Apparently, $50,000 for an identical clone was too expensive when you can get a "pretty close one" at the pound for free. That and you still had to teach Mr. Scruggins II his name, he needed potty trained again and, even though Mr. Scruggins I was neutered, it seems that stuff grows back during the cloning process.
And isn't that a puzzling little bit of pet ethics? Why would anyone pay to have their pet spayed or neutered and then pay again to have it reproduced? This one must keep Bob Barker awake at night.
As a purchaser of the cloned cats I think I would want to look behind the counter to see if there wasn't just a box of kittens that they were charging $50,000 each for.

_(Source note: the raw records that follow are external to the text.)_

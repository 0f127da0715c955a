use std::fmt;
use std::str::FromStr;

use serde::{Serialize, Deserialize};
use thiserror::Error;
use url::Url;
use uuid::Uuid;

/// Kind of scrape work carried by a task message
#[derive(Debug, Clone, Copy, PartialEq, Eq, Hash, Serialize, Deserialize)]
#[serde(rename_all = "kebab-case")]
pub enum TaskKind {
    /// Full fan-out scrape producing an aggregate result
    Scrape,
    ReadRobots,
    ScrapeMetadata,
    ClassifyIndustry,
    ScrapeLogo,
    ScrapeImages,
    Screenshot,
    ScrapeContactInfo,
    ScrapeAddresses,
    SeoAnalysis,
    KeywordAnalysis,
}

impl TaskKind {
    pub const ALL: [TaskKind; 11] = [
        TaskKind::Scrape,
        TaskKind::ReadRobots,
        TaskKind::ScrapeMetadata,
        TaskKind::ClassifyIndustry,
        TaskKind::ScrapeLogo,
        TaskKind::ScrapeImages,
        TaskKind::Screenshot,
        TaskKind::ScrapeContactInfo,
        TaskKind::ScrapeAddresses,
        TaskKind::SeoAnalysis,
        TaskKind::KeywordAnalysis,
    ];

    /// Wire name of the kind
    pub fn as_str(&self) -> &'static str {
        match self {
            TaskKind::Scrape => "scrape",
            TaskKind::ReadRobots => "read-robots",
            TaskKind::ScrapeMetadata => "scrape-metadata",
            TaskKind::ClassifyIndustry => "classify-industry",
            TaskKind::ScrapeLogo => "scrape-logo",
            TaskKind::ScrapeImages => "scrape-images",
            TaskKind::Screenshot => "screenshot",
            TaskKind::ScrapeContactInfo => "scrape-contact-info",
            TaskKind::ScrapeAddresses => "scrape-addresses",
            TaskKind::SeoAnalysis => "seo-analysis",
            TaskKind::KeywordAnalysis => "keyword-analysis",
        }
    }
}

impl fmt::Display for TaskKind {
    fn fmt(&self, f: &mut fmt::Formatter<'_>) -> fmt::Result {
        f.write_str(self.as_str())
    }
}

impl FromStr for TaskKind {
    type Err = ValidationError;

    fn from_str(s: &str) -> Result<Self, Self::Err> {
        TaskKind::ALL
            .iter()
            .copied()
            .find(|kind| kind.as_str() == s)
            .ok_or_else(|| ValidationError::UnknownKind(s.to_string()))
    }
}

/// Rejected input that must never reach the queue
#[derive(Debug, Clone, PartialEq, Eq, Error)]
pub enum ValidationError {
    #[error("missing url")]
    MissingUrl,

    #[error("invalid url '{0}': {1}")]
    InvalidUrl(String, String),

    #[error("unsupported url scheme '{0}'")]
    UnsupportedScheme(String),

    #[error("keyword-analysis requires a keyword")]
    MissingKeyword,

    #[error("unknown task type '{0}'")]
    UnknownKind(String),
}

/// Check that a URL is an absolute http(s) URL
pub fn validate_url(url: &str) -> Result<Url, ValidationError> {
    let trimmed = url.trim();
    if trimmed.is_empty() {
        return Err(ValidationError::MissingUrl);
    }

    let parsed = Url::parse(trimmed)
        .map_err(|e| ValidationError::InvalidUrl(trimmed.to_string(), e.to_string()))?;

    match parsed.scheme() {
        "http" | "https" => Ok(parsed),
        other => Err(ValidationError::UnsupportedScheme(other.to_string())),
    }
}

/// One unit of dispatched scrape work
#[derive(Debug, Clone, PartialEq, Eq)]
pub struct TaskMessage {
    /// Idempotency id, shared by every redelivery of the same message
    pub id: Uuid,

    /// What to run
    pub kind: TaskKind,

    /// Target URL
    pub url: String,

    /// Tracked keyword (keyword-analysis only)
    pub keyword: Option<String>,
}

impl TaskMessage {
    pub fn new(kind: TaskKind, url: impl Into<String>) -> Self {
        Self {
            id: Uuid::new_v4(),
            kind,
            url: url.into(),
            keyword: None,
        }
    }

    pub fn keyword(url: impl Into<String>, keyword: impl Into<String>) -> Self {
        Self {
            id: Uuid::new_v4(),
            kind: TaskKind::KeywordAnalysis,
            url: url.into(),
            keyword: Some(keyword.into()),
        }
    }

    /// Reject messages that should never be queued
    pub fn validate(&self) -> Result<(), ValidationError> {
        validate_url(&self.url)?;

        if self.kind == TaskKind::KeywordAnalysis
            && self.keyword.as_deref().map_or(true, |k| k.trim().is_empty())
        {
            return Err(ValidationError::MissingKeyword);
        }

        Ok(())
    }

    /// Cache key tracking this task's job status
    pub fn task_key(&self) -> String {
        match (&self.kind, &self.keyword) {
            (TaskKind::KeywordAnalysis, Some(keyword)) => keyword_task_key(&self.url, keyword),
            _ => task_key(&self.url, self.kind),
        }
    }

    /// Encode into the queue envelope
    pub fn to_envelope(&self) -> TaskEnvelope {
        TaskEnvelope {
            id: self.id,
            kind: self.kind,
            data: TaskData {
                url: self.url.clone(),
                keyword: self.keyword.clone(),
            },
        }
    }
}

/// Key for a per-type job: `<url>-<type>`
pub fn task_key(url: &str, kind: TaskKind) -> String {
    format!("{}-{}", url, kind)
}

/// Key for a keyword job: `<url>-keyword-<keyword>`
pub fn keyword_task_key(url: &str, keyword: &str) -> String {
    format!("{}-keyword-{}", url, keyword)
}

/// Queue wire format: `{"id", "type", "data": {"url", "keyword"?}}`
#[derive(Debug, Clone, Serialize, Deserialize)]
pub struct TaskEnvelope {
    #[serde(default = "Uuid::new_v4")]
    pub id: Uuid,

    #[serde(rename = "type")]
    pub kind: TaskKind,

    pub data: TaskData,
}

#[derive(Debug, Clone, Serialize, Deserialize)]
pub struct TaskData {
    pub url: String,

    #[serde(default, skip_serializing_if = "Option::is_none")]
    pub keyword: Option<String>,
}

impl From<TaskEnvelope> for TaskMessage {
    fn from(envelope: TaskEnvelope) -> Self {
        Self {
            id: envelope.id,
            kind: envelope.kind,
            url: envelope.data.url,
            keyword: envelope.data.keyword,
        }
    }
}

And how did the process work, anyway? Did they give the cat in question a kitty porn magazine and a plastic cup and send him off to a private room? Or was it the pet owner's responsibility to whack off the cat manually? And how would the clone turn out if some of the owner's spit got mixed in with the sperm sample? I'm just wondering, is all.
Besides, if you had an extra $50,000 laying around the house and you were thinking about cloning the cat -- wouldn't that money be better spent on a shrink?